O que Nossas Pesquisas no Google revelam sobre Quem Realmente Somos


Quando muitos têm perguntas sobre coisas embaraçosas ou profundamente pessoais, não as fazem para os pais ou para um amigo, invariavelmente voltam-se para seu navegador: E então, perguntam ao Google!



Milhões de pessoas procuram respostas, através do buscador do Google, para elucidar suas perguntas, ou para saber mais sobre alguma coisa que deseja comprar, ou precisa conhecer mais a respeito de um lugar onde deseja encontrar os amigos. As pesquisas produzem um mapa das esperanças coletivas, medos e desejos.

Seth Stephens-Davidowitz, um ex-cientista de dados do Google, analisa a informação que deixamos para trás nos motores de busca, nas mídias sociais, além de outros lugares. Ele é o autor do livro Everybody Lies: Big Data, New Data, and What the Internet Can Tell Us About Who We Really Are (Todos Mentem: Big Data, novos dados, e o que a Internet pode nos dizer sobre quem realmente somos).

Não é muito reconfortante saber que dentro dessa caixa branca, onde bem poucas pessoas sabem mexer, ficam armazenados os aspectos mais reveladores de nossas personalidades e a de milhões de pessoas. Nessa caixa ficam: Seus interesses, seus problemas de saúde, e suas inseguranças. A através do uso de tais dados anônimospodem aprender muito mais sobre nós do que somos capazes numa vida.

Através da Mineração de dados a partir da Internet, Stephens-Davidowitz encontrou correlações surpreendentes que contam uma história muito diferente daquelas apresentadas pelas pesquisas. Os dados on-line permitem-lhe, por exemplo, estimar o percentual de homens americanos com preferências específicas; prever as taxas semanais de desemprego antes do governo federal divulgar as estatísticas oficiais; e descobrir os preconceitos inconscientes dos pais contra meninas.

Não são apenas pesquisadores como Stephens-Davidowitz que descobriram essa capacidade do Big Data para revelar a verdade.
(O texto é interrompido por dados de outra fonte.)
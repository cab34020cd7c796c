//! Compact codec for inline-button callback data.
//!
//! Telegram caps callback data at 64 bytes, so buttons carry ids and tags
//! only; display names are looked up again when the button fires.

use etb_core::stats::Period;

/// Period chosen on the statistics period keyboard.
#[derive(Clone, Copy, Debug, PartialEq, Eq)]
pub enum PeriodKey {
    Fixed(Period),
    Custom,
}

#[derive(Clone, Debug, PartialEq)]
pub enum CallbackData {
    /// A category button; carries the category id (may be the "all
    /// categories" sentinel).
    Category(i32),
    /// A language button; carries the locale code.
    Language(String),
    Period(PeriodKey),
    Confirm,
    Cancel,
    /// Finish a multi-select.
    Done,
    NextPage,
    PrevPage,
}

impl CallbackData {
    pub fn encode(&self) -> String {
        match self {
            CallbackData::Category(id) => format!("cat:{id}"),
            CallbackData::Language(code) => format!("lang:{code}"),
            CallbackData::Period(key) => {
                let tag = match key {
                    PeriodKey::Fixed(Period::Day) => "day",
                    PeriodKey::Fixed(Period::Week) => "week",
                    PeriodKey::Fixed(Period::Month) => "month",
                    PeriodKey::Fixed(Period::Year) => "year",
                    PeriodKey::Fixed(Period::All) => "all",
                    PeriodKey::Custom => "custom",
                };
                format!("period:{tag}")
            }
            CallbackData::Confirm => "confirm".to_string(),
            CallbackData::Cancel => "cancel".to_string(),
            CallbackData::Done => "done".to_string(),
            CallbackData::NextPage => "nav:next".to_string(),
            CallbackData::PrevPage => "nav:prev".to_string(),
        }
    }

    pub fn decode(data: &str) -> Option<Self> {
        if let Some(rest) = data.strip_prefix("cat:") {
            return rest.parse().ok().map(CallbackData::Category);
        }
        if let Some(rest) = data.strip_prefix("lang:") {
            if rest.is_empty() {
                return None;
            }
            return Some(CallbackData::Language(rest.to_string()));
        }
        if let Some(rest) = data.strip_prefix("period:") {
            let key = match rest {
                "day" => PeriodKey::Fixed(Period::Day),
                "week" => PeriodKey::Fixed(Period::Week),
                "month" => PeriodKey::Fixed(Period::Month),
                "year" => PeriodKey::Fixed(Period::Year),
                "all" => PeriodKey::Fixed(Period::All),
                "custom" => PeriodKey::Custom,
                _ => return None,
            };
            return Some(CallbackData::Period(key));
        }
        match data {
            "confirm" => Some(CallbackData::Confirm),
            "cancel" => Some(CallbackData::Cancel),
            "done" => Some(CallbackData::Done),
            "nav:next" => Some(CallbackData::NextPage),
            "nav:prev" => Some(CallbackData::PrevPage),
            _ => None,
        }
    }
}

#[cfg(test)]
mod tests {
    use super::*;

    #[test]
    fn round_trips() {
        let cases = [
            CallbackData::Category(7),
            CallbackData::Category(-1),
            CallbackData::Language("ru".into()),
            CallbackData::Period(PeriodKey::Fixed(Period::Week)),
            CallbackData::Period(PeriodKey::Custom),
            CallbackData::Confirm,
            CallbackData::Cancel,
            CallbackData::Done,
            CallbackData::NextPage,
            CallbackData::PrevPage,
        ];
        for case in cases {
            let encoded = case.encode();
            assert!(encoded.len() <= 64, "too long: {encoded}");
            assert_eq!(CallbackData::decode(&encoded), Some(case));
        }
    }

    #[test]
    fn rejects_garbage() {
        assert_eq!(CallbackData::decode(""), None);
        assert_eq!(CallbackData::decode("cat:abc"), None);
        assert_eq!(CallbackData::decode("lang:"), None);
        assert_eq!(CallbackData::decode("period:fortnight"), None);
        assert_eq!(CallbackData::decode("nav:up"), None);
        assert_eq!(CallbackData::decode("askuser:1:2"), None);
    }
}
Milhares de empresas já utilizam tais informações para prever o nosso comportamento - desde se vamos pagar um empréstimo e até mesmo qual filme veremos no final de semana.

Estas novas formas de dados são tão valiosas que Stephens-Davidowitz argumenta sobre o motivo deles nos entenderem melhor do que entendemos a nós mesmos.